Relationship between tumor location and oncogenes mutations (RAS, BRAF, and PIK3CA) in colorectal cancer.

Abstract

580 Background: Several studies have reported that right-sided colon cancers (RCC) and left-sided colon cancers (LCC) differ in several factors including genetic features. We investigated the difference in clinicopathological characteristics and oncogenic mutation status between patients with RCC and LCC in all stages. Methods: This study was a prospective, observational study. Patients were recruited from December 2014 to February 2016. Formalin-fixed paraffin-embedded tissue blocks were collected and DNA wes extracted from tissue sections from 158 cases. Mutations in KRAS, NRAS, HRAS, BRAF and PIK3CAwere detected by next-generation DNA sequencer. Tumors from cecum to transverse colon were defined as RCC, and tumors from descending colon to rectsigmoid were defined as LCC. Results: RCC was 66 patients and LCC was 92 patients. Poorly differentiated adenocarcinoma or mutinous adenocarcinoma were significantly more frequent in RCC compared to LCC (P = 0.047). KRAS mutations were detected in 35 patients with RCC (53.0%) and in 32 patients with LCC (34.8%). NRAS mutations were detected in 2 patients with RCC (3.0%) and in 3 patients with LCC (3.3%). There was no HRAS mutation in all patients. BRAF mutations were detected in 7 patient with RCC (10.6%) and in 2 patients with LCC (2.2%).
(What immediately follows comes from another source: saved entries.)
//! Max Pooling Layer
//!
//! Downsamples each depth slice of a cube independently by taking the
//! maximum over stride-stepped windows. Uses the same valid-window
//! arithmetic as convolution: `(input - window) % stride == 0` on both
//! axes, output spatial size `(input - window)/stride + 1`, checked at
//! construction.
//!
//! ## Backward Pass: Argmax Routing
//!
//! Max pooling has no parameters; its backward pass is pure routing. For
//! each window, the cached input window is re-scanned for its maximum and
//! the window's entire upstream gradient value lands on exactly that input
//! location — every other position in the window contributed nothing to
//! the forward max, so its gradient is zero. Ties break to the first
//! occurrence in row-major scan order. When windows overlap (stride <
//! window size), routed values sum at shared input locations.

use crate::tensor::Tensor;
use rayon::prelude::*;

/// Per-slice max pooling over valid windows
pub struct MaxPooling {
    input_height: usize,
    input_width: usize,
    input_depth: usize,
    window_height: usize,
    window_width: usize,
    vertical_stride: usize,
    horizontal_stride: usize,

    // Single-slot caches from the most recent forward/backward pair.
    input: Tensor,
    output: Tensor,
    grad_input: Tensor,
}

impl MaxPooling {
    /// Create a pooling layer
    ///
    /// # Panics
    ///
    /// Panics when the window overhangs the input or the stride doesn't
    /// tile `(input - window)` exactly on either axis (same rule as
    /// [`Conv2D`](crate::layers::Conv2D)).
    pub fn new(
        input_height: usize,
        input_width: usize,
        input_depth: usize,
        window_height: usize,
        window_width: usize,
        vertical_stride: usize,
        horizontal_stride: usize,
    ) -> Self {
        assert!(
            input_depth > 0 && vertical_stride > 0 && horizontal_stride > 0,
            "MaxPooling depth and strides must be nonzero"
        );
        assert!(
            window_height > 0 && window_height <= input_height
                && window_width > 0 && window_width <= input_width,
            "Pooling window {}x{} doesn't fit input {}x{}",
            window_height,
            window_width,
            input_height,
            input_width
        );
        assert_eq!(
            (input_height - window_height) % vertical_stride,
            0,
            "Vertical stride {} doesn't tile input height {} with window height {}",
            vertical_stride,
            input_height,
            window_height
        );
        assert_eq!(
            (input_width - window_width) % horizontal_stride,
            0,
            "Horizontal stride {} doesn't tile input width {} with window width {}",
            horizontal_stride,
            input_width,
            window_width
        );

        Self {
            input_height,
            input_width,
            input_depth,
            window_height,
            window_width,
            vertical_stride,
            horizontal_stride,
            input: Tensor::empty(),
            output: Tensor::empty(),
            grad_input: Tensor::empty(),
        }
    }

    /// Spatial output height
    pub fn output_height(&self) -> usize {
        (self.input_height - self.window_height) / self.vertical_stride + 1
    }

    /// Spatial output width
    pub fn output_width(&self) -> usize {
        (self.input_width - self.window_width) / self.horizontal_stride + 1
    }

    /// Output shape `[output_height, output_width, input_depth]`
    pub fn output_shape(&self) -> Vec<usize> {
        vec![self.output_height(), self.output_width(), self.input_depth]
    }

    /// Forward pass: per-window maximum, slice by slice
    ///
    /// # Panics
    ///
    /// Panics if the input shape disagrees with the construction-time shape.
    pub fn forward(&mut self, input: &Tensor) -> Tensor {
        assert_eq!(
            input.shape,
            vec![self.input_height, self.input_width, self.input_depth],
            "MaxPooling input shape {:?} doesn't match configured shape [{}, {}, {}]",
            input.shape,
            self.input_height,
            self.input_width,
            self.input_depth
        );

        let out_h = self.output_height();
        let out_w = self.output_width();
        let depth = self.input_depth;
        let (wh, ww) = (self.window_height, self.window_width);
        let (sv, sh) = (self.vertical_stride, self.horizontal_stride);

        let mut out = vec![0.0; out_h * out_w * depth];
        // Each chunk is one (r, c) cell across all depth slices
        out.par_chunks_mut(depth).enumerate().for_each(|(pos, cell)| {
            let r0 = (pos / out_w) * sv;
            let c0 = (pos % out_w) * sh;
            for (d, slot) in cell.iter_mut().enumerate() {
                let mut max = f64::NEG_INFINITY;
                for i in 0..wh {
                    for j in 0..ww {
                        let v = input.at(r0 + i, c0 + j, d);
                        if v > max {
                            max = v;
                        }
                    }
                }
                *slot = max;
            }
        });

        let output = Tensor::new(out, vec![out_h, out_w, depth]);
        self.input = input.clone();
        self.output = output.clone();
        output
    }

    /// Backward pass: route each window's gradient to its argmax
    ///
    /// The output gradient tensor has the input's shape. Overlapping
    /// windows sum their routed values at shared locations.
    ///
    /// # Panics
    ///
    /// Panics if the upstream gradient's shape disagrees with the last
    /// cached output.
    pub fn backward(&mut self, upstream: &Tensor) {
        assert_eq!(
            upstream.shape, self.output.shape,
            "Upstream gradient shape {:?} doesn't match MaxPooling output shape {:?}",
            upstream.shape, self.output.shape
        );

        let out_h = self.output_height();
        let out_w = self.output_width();
        let (wh, ww) = (self.window_height, self.window_width);
        let (sv, sh) = (self.vertical_stride, self.horizontal_stride);

        let mut grad_input = Tensor::zeros(vec![
            self.input_height,
            self.input_width,
            self.input_depth,
        ]);

        for d in 0..self.input_depth {
            for r in 0..out_h {
                for c in 0..out_w {
                    let (r0, c0) = (r * sv, c * sh);

                    // Re-scan the cached window; ties break to the first
                    // occurrence in row-major order
                    let (mut best_i, mut best_j) = (0, 0);
                    let mut best = f64::NEG_INFINITY;
                    for i in 0..wh {
                        for j in 0..ww {
                            let v = self.input.at(r0 + i, c0 + j, d);
                            if v > best {
                                best = v;
                                best_i = i;
                                best_j = j;
                            }
                        }
                    }

                    *grad_input.at_mut(r0 + best_i, c0 + best_j, d) += upstream.at(r, c, d);
                }
            }
        }

        self.grad_input = grad_input;
    }

    /// Gradient w.r.t. the last forward input (input-shaped cube)
    pub fn gradient_wrt_input(&self) -> &Tensor {
        &self.grad_input
    }
}

#[cfg(test)]
mod tests {
    use super::*;

    #[test]
    fn test_output_shape_law() {
        // Same rule as convolution: ((in - window)/stride + 1), depth kept
        let layer = MaxPooling::new(24, 24, 6, 2, 2, 2, 2);
        assert_eq!(layer.output_shape(), vec![12, 12, 6]);

        let layer = MaxPooling::new(9, 6, 2, 3, 2, 3, 2);
        assert_eq!(layer.output_shape(), vec![3, 3, 2]);
    }

    #[test]
    #[should_panic(expected = "doesn't tile input width")]
    fn test_indivisible_stride_is_fatal() {
        // (5 - 2) % 2 != 0 on the width axis
        MaxPooling::new(4, 5, 1, 2, 2, 2, 2);
    }

    #[test]
    fn test_forward_and_routing_4x4() {
        // The canonical 4x4 / 2x2-window / stride-2 example: four disjoint
        // windows, one max each
        let input = Tensor::new(
            vec![
                1.0, 3.0, 2.0, 4.0, //
                5.0, 6.0, 7.0, 8.0, //
                9.0, 2.0, 1.0, 0.0, //
                3.0, 4.0, 5.0, 6.0,
            ],
            vec![4, 4, 1],
        );

        let mut layer = MaxPooling::new(4, 4, 1, 2, 2, 2, 2);
        let out = layer.forward(&input);
        assert_eq!(out.shape, vec![2, 2, 1]);
        assert_eq!(out.data, vec![6.0, 8.0, 9.0, 6.0]);

        layer.backward(&Tensor::new(vec![1.0; 4], vec![2, 2, 1]));
        let gi = layer.gradient_wrt_input();
        assert_eq!(gi.shape, vec![4, 4, 1]);

        // Exactly one nonzero entry (value 1) per window, at its argmax
        let expected = vec![
            0.0, 0.0, 0.0, 0.0, //
            0.0, 1.0, 0.0, 1.0, //
            1.0, 0.0, 0.0, 0.0, //
            0.0, 0.0, 0.0, 1.0,
        ];
        assert_eq!(gi.data, expected);
    }

    #[test]
    fn test_tie_breaks_to_first_in_row_major_order() {
        let input = Tensor::new(vec![7.0, 7.0, 7.0, 7.0], vec![2, 2, 1]);
        let mut layer = MaxPooling::new(2, 2, 1, 2, 2, 1, 1);
        layer.forward(&input);
        layer.backward(&Tensor::new(vec![5.0], vec![1, 1, 1]));

        assert_eq!(layer.gradient_wrt_input().data, vec![5.0, 0.0, 0.0, 0.0]);
    }

    #[test]
    fn test_overlapping_windows_sum_routed_gradient() {
        // 3x3 input, 2x2 window, stride 1: the center value is the max of
        // all four windows, so all four upstream entries land on it
        let input = Tensor::new(
            vec![
                0.0, 0.0, 0.0, //
                0.0, 9.0, 0.0, //
                0.0, 0.0, 0.0,
            ],
            vec![3, 3, 1],
        );
        let mut layer = MaxPooling::new(3, 3, 1, 2, 2, 1, 1);
        layer.forward(&input);
        layer.backward(&Tensor::new(vec![1.0; 4], vec![2, 2, 1]));

        assert_eq!(layer.gradient_wrt_input().at(1, 1, 0), 4.0);
        let total: f64 = layer.gradient_wrt_input().data.iter().sum();
        assert_eq!(total, 4.0);
    }

    #[test]
    fn test_slices_pool_independently() {
        // Depth 2: slice 0 peaks top-left, slice 1 peaks bottom-right
        let mut input = Tensor::zeros(vec![2, 2, 2]);
        *input.at_mut(0, 0, 0) = 5.0;
        *input.at_mut(1, 1, 1) = 7.0;

        let mut layer = MaxPooling::new(2, 2, 2, 2, 2, 1, 1);
        let out = layer.forward(&input);
        assert_eq!(out.data, vec![5.0, 7.0]);

        layer.backward(&Tensor::new(vec![1.0, 1.0], vec![1, 1, 2]));
        assert_eq!(layer.gradient_wrt_input().at(0, 0, 0), 1.0);
        assert_eq!(layer.gradient_wrt_input().at(1, 1, 1), 1.0);
    }

    #[test]
    #[should_panic(expected = "doesn't match MaxPooling output shape")]
    fn test_backward_rejects_wrong_gradient_shape() {
        let mut layer = MaxPooling::new(4, 4, 1, 2, 2, 2, 2);
        layer.forward(&Tensor::zeros(vec![4, 4, 1]));
        layer.backward(&Tensor::zeros(vec![4, 4, 1]));
    }
}
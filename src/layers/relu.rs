//! ReLU Activation
//!
//! `ReLU(x) = max(0, x)` element-wise over a cube. The backward pass
//! multiplies the upstream gradient by the indicator of `input > 0`; the
//! subgradient at exactly 0 is taken as 0.

use crate::tensor::Tensor;

/// Rectified linear unit over a fixed-shape cube
pub struct ReLU {
    input_height: usize,
    input_width: usize,
    input_depth: usize,

    input: Tensor,
    output: Tensor,
    grad_input: Tensor,
}

impl ReLU {
    /// Create a ReLU for inputs shaped `[input_height, input_width, input_depth]`
    pub fn new(input_height: usize, input_width: usize, input_depth: usize) -> Self {
        Self {
            input_height,
            input_width,
            input_depth,
            input: Tensor::empty(),
            output: Tensor::empty(),
            grad_input: Tensor::empty(),
        }
    }

    /// Forward pass: clamp negatives to zero, cache input and output
    pub fn forward(&mut self, input: &Tensor) -> Tensor {
        assert_eq!(
            input.shape,
            vec![self.input_height, self.input_width, self.input_depth],
            "ReLU input shape {:?} doesn't match configured shape [{}, {}, {}]",
            input.shape,
            self.input_height,
            self.input_width,
            self.input_depth
        );

        let output = input.map(|x| x.max(0.0));
        self.input = input.clone();
        self.output = output.clone();
        output
    }

    /// Backward pass: gradient flows only where the input was positive
    pub fn backward(&mut self, upstream: &Tensor) {
        assert_eq!(
            upstream.shape, self.output.shape,
            "Upstream gradient shape {:?} doesn't match ReLU output shape {:?}",
            upstream.shape, self.output.shape
        );

        let indicator = self.input.map(|x| if x > 0.0 { 1.0 } else { 0.0 });
        self.grad_input = indicator.hadamard(upstream);
    }

    /// Gradient w.r.t. the last forward input
    pub fn gradient_wrt_input(&self) -> &Tensor {
        &self.grad_input
    }
}

#[cfg(test)]
mod tests {
    use super::*;

    #[test]
    fn test_forward_clamps_negatives() {
        let mut layer = ReLU::new(1, 2, 2);
        let x = Tensor::new(vec![-1.0, 2.0, 0.0, -0.5], vec![1, 2, 2]);
        let out = layer.forward(&x);
        assert_eq!(out.data, vec![0.0, 2.0, 0.0, 0.0]);
    }

    #[test]
    fn test_backward_gates_on_positive_input() {
        let mut layer = ReLU::new(1, 2, 2);
        let x = Tensor::new(vec![-1.0, 2.0, 0.0, 3.0], vec![1, 2, 2]);
        layer.forward(&x);
        layer.backward(&Tensor::new(vec![10.0, 10.0, 10.0, 10.0], vec![1, 2, 2]));

        // Subgradient at exactly 0 is 0
        assert_eq!(layer.gradient_wrt_input().data, vec![0.0, 10.0, 0.0, 10.0]);
    }

    #[test]
    #[should_panic(expected = "doesn't match ReLU output shape")]
    fn test_backward_rejects_wrong_gradient_shape() {
        let mut layer = ReLU::new(2, 2, 1);
        layer.forward(&Tensor::zeros(vec![2, 2, 1]));
        layer.backward(&Tensor::zeros(vec![1, 2, 2]));
    }
}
PIK3CA mutations were detected in 8 patients with RCC (12.1%) and in 10 patients with LCC (10.9%). KRAS and BRAF mutation in RCC were significantly more frequent than in LCC (P = 0.022 and P = 0.024, respectively). These mutations were not significantly different according to tumor stage. In this study, both KRAS and BRAFmutations were exclusive. Conclusions: KRAS and BRAF mutation were more frequent in the patients with RCC compared to those with LCC in all stages. This study suggested that it was important to evaluate BRAF mutation in addition to KRAS in order to select more effective treatments, especially in RCC.